What is the function of environmental engineering and how does it affect our everyday lives? This question is more than partially responsible for creating some of the most widespread forms of technology used today. From civil engineering to aerial surveying, the purpose of environmental engineering is to get the most out of our surroundings. It cultivates safe usage, addresses environmental concerns and helps companies ensure a positive relationship with nearby communities. When this is done irresponsibly, however, the damage can be felt for miles around.
Before getting your proverbial toes wet in the field of environmental engineering, you need to know where to be careful so that everyone stands to benefit.
Water is the key to life. Despite this, many areas on the planet don’t have the opportunity for clean and accessible water. Only 3% of the planet’s water is drinkable and, because of this, it takes very responsible nearby companies to ensure that already low percentage doesn’t get any lower. Nearly a quarter of all American rainfall becomes groundwater and this specific form of water provides the majority of flow to nearby streams.

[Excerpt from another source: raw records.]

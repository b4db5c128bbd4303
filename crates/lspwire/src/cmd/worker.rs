use std::process::{Child, Command, Stdio};
use std::thread;
use std::time::{Duration, Instant};

use lspwire_frame::FrameConfig;
use lspwire_session::{Session, SessionConfig};
use serde_json::Value;

use crate::cmd::WorkerArgs;
use crate::exit::{io_error, session_error, CliError, CliResult, USAGE};

/// How long a worker gets to exit on its own after its stdin closes.
const REAP_GRACE: Duration = Duration::from_secs(5);
const REAP_POLL: Duration = Duration::from_millis(20);

/// Spawn the worker and start a session over its stdio.
pub fn connect(args: &WorkerArgs) -> CliResult<(Session, Child)> {
    let (program, rest) = args
        .program
        .split_first()
        .ok_or_else(|| CliError::new(USAGE, "missing worker program after --"))?;

    let mut child = Command::new(program)
        .args(rest)
        .stdin(Stdio::piped())
        .stdout(Stdio::piped())
        .stderr(Stdio::inherit())
        .spawn()
        .map_err(|err| io_error(&format!("failed to spawn {program}"), err))?;
    tracing::debug!(program = %program, pid = child.id(), "worker spawned");

    let config = SessionConfig {
        frame: FrameConfig {
            max_payload_size: args.max_payload,
            ..FrameConfig::default()
        },
        ..SessionConfig::default()
    };

    let started = Session::from_child_with_config(&mut child, config)
        .and_then(|session| session.start().map(|()| session));
    match started {
        Ok(session) => Ok((session, child)),
        Err(err) => {
            let _ = child.kill();
            let _ = child.wait();
            Err(session_error("session start failed", err))
        }
    }
}

/// Shut the session down and wait for the worker to exit, killing it after
/// a grace period.
pub fn finish(session: &Session, child: Child) -> CliResult<()> {
    session.shutdown();
    reap(child, REAP_GRACE)
}

fn reap(mut child: Child, grace: Duration) -> CliResult<()> {
    let deadline = Instant::now() + grace;
    loop {
        match child.try_wait() {
            Ok(Some(status)) => {
                tracing::debug!(%status, "worker exited");
                return Ok(());
            }
            Ok(None) if Instant::now() < deadline => thread::sleep(REAP_POLL),
            Ok(None) => {
                tracing::warn!(?grace, "worker still running after stdin closed; killing");
                let _ = child.kill();
                let _ = child.wait();
                return Ok(());
            }
            Err(err) => return Err(io_error("failed waiting for worker", err)),
        }
    }
}

pub fn parse_params(input: Option<&str>) -> CliResult<Option<Value>> {
    input
        .map(|json| {
            serde_json::from_str::<Value>(json)
                .map_err(|err| CliError::new(USAGE, format!("--params is not valid JSON: {err}")))
        })
        .transpose()
}

pub fn parse_duration(input: &str) -> CliResult<Duration> {
    let input = input.trim();
    if input.is_empty() {
        return Err(CliError::new(USAGE, "duration must not be empty"));
    }

    let (number, unit) = if let Some(num) = input.strip_suffix("ms") {
        (num, "ms")
    } else if let Some(num) = input.strip_suffix('s') {
        (num, "s")
    } else {
        (input, "s")
    };

    let value: u64 = number
        .parse()
        .map_err(|_| CliError::new(USAGE, format!("invalid duration value: {input}")))?;

    if value == 0 {
        return Err(CliError::new(USAGE, "duration must be greater than zero"));
    }

    match unit {
        "ms" => Ok(Duration::from_millis(value)),
        _ => Ok(Duration::from_secs(value)),
    }
}

#[cfg(test)]
mod tests {
    use serde_json::json;

    use super::*;

    #[test]
    fn parse_duration_seconds_and_millis() {
        assert_eq!(parse_duration("2s").unwrap(), Duration::from_secs(2));
        assert_eq!(parse_duration("150ms").unwrap(), Duration::from_millis(150));
        assert_eq!(parse_duration("3").unwrap(), Duration::from_secs(3));
    }

    #[test]
    fn parse_duration_rejects_invalid_values() {
        assert!(parse_duration("0s").is_err());
        assert!(parse_duration("bad").is_err());
        assert!(parse_duration("  ").is_err());
    }

    #[test]
    fn params_are_optional_json() {
        assert_eq!(parse_params(None).unwrap(), None);
        assert_eq!(parse_params(Some(r#"{"a":1}"#)).unwrap(), Some(json!({"a": 1})));
        let err = parse_params(Some("{oops")).unwrap_err();
        assert_eq!(err.code, USAGE);
    }

    #[test]
    fn empty_program_is_usage_error() {
        let args = WorkerArgs {
            max_payload: 1024,
            program: Vec::new(),
        };
        let err = connect(&args).unwrap_err();
        assert_eq!(err.code, USAGE);
    }

    #[cfg(unix)]
    #[test]
    fn missing_program_fails_to_spawn() {
        let args = WorkerArgs {
            max_payload: 1024,
            program: vec!["/nonexistent/lspwire-worker".to_string()],
        };
        let err = connect(&args).unwrap_err();
        assert_eq!(err.code, crate::exit::FAILURE);
        assert!(err.message.contains("failed to spawn"));
    }
}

Perhaps you’re wondering what causes water to become undrinkable or even actively hazardous. Recent water quality reports have found that 45% fo American streams, as well as 47% of lakes and 32% of bays, are polluted. This pollution is caused by careless visitors, truck spills and gradual exposure to polluted air from nearby cities. Additional water quality reports have seen over two-thirds of American estuaries and bays degraded because of nitrogen pollution.
Pollution can even come from well-meaning American homeowners. Americans have been found to use a stunning two billion pounds of pesticides on a yearly basis — this eventually washes into rivers and lakes, with some reports finding that pesticides often kill more birds and earthworms than actual pests. When nearly 73 different kinds of pesticides have been found in American groundwater, you can really feel the need for environmental engineering.
A combination of geotechnical and aerial surveying technology creates the foundation for civil engineering and the services provided to companies large and small. The primary aerial photographic product used will be a high-resolution digital color photograph that reaches 39 megapixels, ensuring that companies are given, literally, the best view possible of lands they are considering. Everything from surface water to modeling mock-ups can be addressed here.
Where will environmental engineering take us in the future? That’s for you to decide. A 2000 Rutgers study saw that ESOP companies, specifically, grow 2% faster after setting up their ESOP than without it. Nearly 500,000 new residential wells are constructed every year, as well, and the NGWA estimates that the construction of these very vital water supply systems will involve the usage of 18,000 drilling machines. We need water to thrive. We also need cooperation.
Civil engineering makes sure we get there.